Si l'on prend en compte le fort taux de mortalité des esclaves (d'au moins 5%
par an), on arrive à un total, calculé selon les formules présentées dans
Jennings (1994), d'au moins 1600 captifs africains introduits dans la colonie
par les sept navires. En assumant le fait qu'entre 300 et 350 Africains ont été
transportés par le Saint-François et le Chasseur, et cinquante
par la prise, les quatre autres navires ont dû apporter chacun 300 captifs.
La compréhension du mode de capture des esclaves en Afrique
permet de savoir si ceux-ci avaient ou non acquis des éléments de connaissance
d'une langue européenne avant d'arriver à Cayenne. Nous avons heureusement
encore à notre disposition un rapport de voyage du navire qui vendit 134
esclaves à Cayenne en 1679, le Soleil d'Afrique (Debien 1978)[11].
Le voyage triangulaire de onze mois effectué par ce bateau
inclut plus de deux mois de traite, principalement le long de la Côte Koromanti
(de langue akan), depuis Axim jusqu'à Accra.

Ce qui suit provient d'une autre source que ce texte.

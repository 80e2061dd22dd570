//! Request and response types for the encoding service API.

use serde::{Deserialize, Serialize};
use vodforge_models::{H264Profile, MuxingRecord};

// ============================================================================
// Encodings
// ============================================================================

/// Request to create an encoding.
#[derive(Debug, Clone, Serialize)]
#[serde(rename_all = "camelCase")]
pub struct EncodingRequest {
    pub name: String,
    #[serde(skip_serializing_if = "Option::is_none")]
    pub description: Option<String>,
    pub cloud_region: String,
    /// External infrastructure to run the encoding on, when configured.
    #[serde(skip_serializing_if = "Option::is_none")]
    pub infrastructure_id: Option<String>,
}

/// An encoding resource.
#[derive(Debug, Clone, Deserialize)]
#[serde(rename_all = "camelCase")]
pub struct Encoding {
    pub id: String,
    pub name: String,
}

// ============================================================================
// Codec configurations
// ============================================================================

/// Quality preset applied to codec configurations.
#[derive(Debug, Clone, Copy, Serialize)]
#[serde(rename_all = "SCREAMING_SNAKE_CASE")]
pub enum PresetConfiguration {
    VodStandard,
}

/// H.264 codec configuration request.
#[derive(Debug, Clone, Serialize)]
#[serde(rename_all = "camelCase")]
pub struct H264ConfigurationRequest {
    pub name: String,
    pub preset_configuration: PresetConfiguration,
    pub height: u32,
    pub width: u32,
    pub bitrate: u64,
    pub profile: H264Profile,
}

/// AAC codec configuration request.
#[derive(Debug, Clone, Serialize)]
#[serde(rename_all = "camelCase")]
pub struct AacConfigurationRequest {
    pub name: String,
    pub bitrate: u64,
}

/// A created codec configuration.
#[derive(Debug, Clone, Deserialize)]
#[serde(rename_all = "camelCase")]
pub struct CodecConfiguration {
    pub id: String,
}

// ============================================================================
// Streams
// ============================================================================

#[derive(Debug, Clone, Serialize)]
#[serde(rename_all = "camelCase")]
pub struct StreamInput {
    pub input_id: String,
    pub input_path: String,
}

#[derive(Debug, Clone, Serialize)]
#[serde(rename_all = "camelCase")]
pub struct StreamRequest {
    pub input_streams: Vec<StreamInput>,
    pub codec_config_id: String,
}

/// A created stream.
#[derive(Debug, Clone, Deserialize)]
#[serde(rename_all = "camelCase")]
pub struct Stream {
    pub id: String,
}

// ============================================================================
// Outputs attached to muxings and manifests
// ============================================================================

#[derive(Debug, Clone, Copy, Serialize)]
#[serde(rename_all = "SCREAMING_SNAKE_CASE")]
pub enum AclPermission {
    PublicRead,
}

#[derive(Debug, Clone, Serialize)]
#[serde(rename_all = "camelCase")]
pub struct AclEntry {
    pub permission: AclPermission,
}

/// Where the artifacts of a muxing or manifest are written.
#[derive(Debug, Clone, Serialize)]
#[serde(rename_all = "camelCase")]
pub struct EncodingOutput {
    pub output_id: String,
    pub output_path: String,
    pub acl: Vec<AclEntry>,
}

impl EncodingOutput {
    /// Output with public-read permissions, so artifacts are directly
    /// reachable over HTTP.
    pub fn public(output_id: impl Into<String>, output_path: impl Into<String>) -> Self {
        Self {
            output_id: output_id.into(),
            output_path: output_path.into(),
            acl: vec![AclEntry { permission: AclPermission::PublicRead }],
        }
    }
}

// ============================================================================
// Muxings
// ============================================================================

#[derive(Debug, Clone, Serialize)]
#[serde(rename_all = "camelCase")]
pub struct MuxingStream {
    pub stream_id: String,
}

#[derive(Debug, Clone, Copy, Serialize)]
#[serde(rename_all = "SCREAMING_SNAKE_CASE")]
pub enum FragmentedMp4ManifestType {
    DashOnDemand,
}

/// Fragmented MP4 muxing request.
#[derive(Debug, Clone, Serialize)]
#[serde(rename_all = "camelCase")]
pub struct Mp4MuxingRequest {
    pub filename: String,
    /// Fragment duration in milliseconds
    pub fragment_duration: u32,
    pub fragmented_mp4_muxing_manifest_type: FragmentedMp4ManifestType,
    pub streams: Vec<MuxingStream>,
    pub outputs: Vec<EncodingOutput>,
}

impl Mp4MuxingRequest {
    pub fn fragmented(
        filename: impl Into<String>,
        fragment_duration: u32,
        stream_id: impl Into<String>,
        output: EncodingOutput,
    ) -> Self {
        Self {
            filename: filename.into(),
            fragment_duration,
            fragmented_mp4_muxing_manifest_type: FragmentedMp4ManifestType::DashOnDemand,
            streams: vec![MuxingStream { stream_id: stream_id.into() }],
            outputs: vec![output],
        }
    }
}

/// TS muxing request producing segments for adaptive streaming.
#[derive(Debug, Clone, Serialize)]
#[serde(rename_all = "camelCase")]
pub struct TsMuxingRequest {
    /// Segment length in seconds
    pub segment_length: f64,
    pub streams: Vec<MuxingStream>,
    pub outputs: Vec<EncodingOutput>,
}

impl TsMuxingRequest {
    pub fn segmented(
        segment_length: f64,
        stream_id: impl Into<String>,
        output: EncodingOutput,
    ) -> Self {
        Self {
            segment_length,
            streams: vec![MuxingStream { stream_id: stream_id.into() }],
            outputs: vec![output],
        }
    }
}

/// A muxing as returned by the service, with its stream and output
/// references still nested.
#[derive(Debug, Clone, Deserialize)]
#[serde(rename_all = "camelCase")]
pub struct MuxingDetails {
    pub id: String,
    #[serde(default)]
    pub streams: Vec<MuxingStreamRef>,
    #[serde(default)]
    pub outputs: Vec<MuxingOutputRef>,
}

#[derive(Debug, Clone, Deserialize)]
#[serde(rename_all = "camelCase")]
pub struct MuxingStreamRef {
    pub stream_id: String,
}

#[derive(Debug, Clone, Deserialize)]
#[serde(rename_all = "camelCase")]
pub struct MuxingOutputRef {
    pub output_id: String,
    pub output_path: String,
}

impl MuxingDetails {
    /// Flatten to a [`MuxingRecord`] over the first stream and output.
    /// Returns `None` for muxings with no stream or no output attached.
    pub fn into_record(self) -> Option<MuxingRecord> {
        let stream = self.streams.into_iter().next()?;
        let output = self.outputs.into_iter().next()?;
        Some(MuxingRecord {
            id: self.id,
            stream_id: stream.stream_id,
            output_id: output.output_id,
            output_path: output.output_path,
        })
    }
}

// ============================================================================
// Storage resources and webhooks
// ============================================================================

/// Request to create a GCS input bucket resource.
#[derive(Debug, Clone, Serialize)]
#[serde(rename_all = "camelCase")]
pub struct GcsInputRequest {
    pub name: String,
    pub bucket_name: String,
    pub access_key: String,
    pub secret_key: String,
}

/// Request to create a GCS output bucket resource.
#[derive(Debug, Clone, Serialize)]
#[serde(rename_all = "camelCase")]
pub struct GcsOutputRequest {
    pub name: String,
    pub bucket_name: String,
    pub access_key: String,
    pub secret_key: String,
}

/// A created input or output storage resource.
#[derive(Debug, Clone, Deserialize)]
#[serde(rename_all = "camelCase")]
pub struct StorageResource {
    pub id: String,
    pub name: String,
}

#[derive(Debug, Clone, Copy, Serialize)]
#[serde(rename_all = "SCREAMING_SNAKE_CASE")]
pub enum WebhookMethod {
    Post,
}

#[derive(Debug, Clone, Serialize)]
#[serde(rename_all = "camelCase")]
pub struct WebhookRequest {
    pub url: String,
    pub method: WebhookMethod,
}

/// A registered webhook.
#[derive(Debug, Clone, Deserialize)]
#[serde(rename_all = "camelCase")]
pub struct Webhook {
    pub id: String,
}

// ============================================================================
// Manifests
// ============================================================================

/// HLS manifest creation request.
#[derive(Debug, Clone, Serialize)]
#[serde(rename_all = "camelCase")]
pub struct HlsManifestRequest {
    /// File name of the playlist, e.g. `master.m3u8`
    pub manifest_name: String,
    pub name: String,
    pub outputs: Vec<EncodingOutput>,
}

/// HLS audio media entry.
#[derive(Debug, Clone, Serialize)]
#[serde(rename_all = "camelCase")]
pub struct AudioMediaInfoRequest {
    pub name: String,
    pub group_id: String,
    pub language: String,
    pub segment_path: String,
    pub encoding_id: String,
    pub stream_id: String,
    pub muxing_id: String,
    pub uri: String,
}

/// HLS variant stream entry.
#[derive(Debug, Clone, Serialize)]
#[serde(rename_all = "camelCase")]
pub struct StreamInfoRequest {
    pub name: String,
    pub audio: String,
    pub closed_captions: String,
    pub segment_path: String,
    pub uri: String,
    pub encoding_id: String,
    pub stream_id: String,
    pub muxing_id: String,
}

#[derive(Debug, Clone, Copy, Serialize)]
#[serde(rename_all = "SCREAMING_SNAKE_CASE")]
pub enum DashProfile {
    OnDemand,
}

/// DASH manifest creation request.
#[derive(Debug, Clone, Serialize)]
#[serde(rename_all = "camelCase")]
pub struct DashManifestRequest {
    /// File name of the manifest, e.g. `stream.mpd`
    pub manifest_name: String,
    pub name: String,
    pub profile: DashProfile,
    pub outputs: Vec<EncodingOutput>,
}

/// Empty body for period creation.
#[derive(Debug, Clone, Serialize)]
pub struct PeriodRequest {}

/// Empty body for video adaptation set creation.
#[derive(Debug, Clone, Serialize)]
pub struct VideoAdaptationSetRequest {}

#[derive(Debug, Clone, Serialize)]
#[serde(rename_all = "camelCase")]
pub struct AudioAdaptationSetRequest {
    pub lang: String,
}

/// DASH MP4 representation entry.
#[derive(Debug, Clone, Serialize)]
#[serde(rename_all = "camelCase")]
pub struct DashRepresentationRequest {
    pub encoding_id: String,
    pub muxing_id: String,
    pub file_path: String,
}

/// A created manifest.
#[derive(Debug, Clone, Deserialize)]
#[serde(rename_all = "camelCase")]
pub struct Manifest {
    pub id: String,
}

/// Generic created-resource response for manifest components.
#[derive(Debug, Clone, Deserialize)]
#[serde(rename_all = "camelCase")]
pub struct CreatedResource {
    pub id: String,
}

/// A page of listed resources.
#[derive(Debug, Clone, Deserialize)]
#[serde(rename_all = "camelCase")]
pub struct ListResponse<T> {
    #[serde(default = "Vec::new")]
    pub items: Vec<T>,
    #[serde(default)]
    pub total_count: Option<u64>,
}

Le bateau ne restait pas à quai
tant qu'il n'avait pas rempli ses cales de captifs; il longeait les côtes
pendant des mois, en achetant ici ou là de petits lots d'esclaves, et
n'acquérait jamais tous les esclaves au même endroit.
L'examen des bateaux négriers qui firent escale à Cayenne au
18ème siècle montre que c'était une technique de traite commune,
quelle que soit la région où les esclaves étaient achetés (voir Mettas 1978,
1984). On note cependant, au fur et à mesure du développement de la traite
pendant les années 1700, une tendance à acheter les captifs en plus grand
nombre et dans moins de ports.
Le Soleil d'Afrique acheta quelque 380 esclaves, dont
332 sont notés dans le rapport. Il y eut seulement neuf acquisitions de plus de
dix esclaves, la plus grande étant de 33. Les Européens en fournirent 172 (les
Danois 84, les Anglais 78 et les Hollandais 10), et les Africains 160.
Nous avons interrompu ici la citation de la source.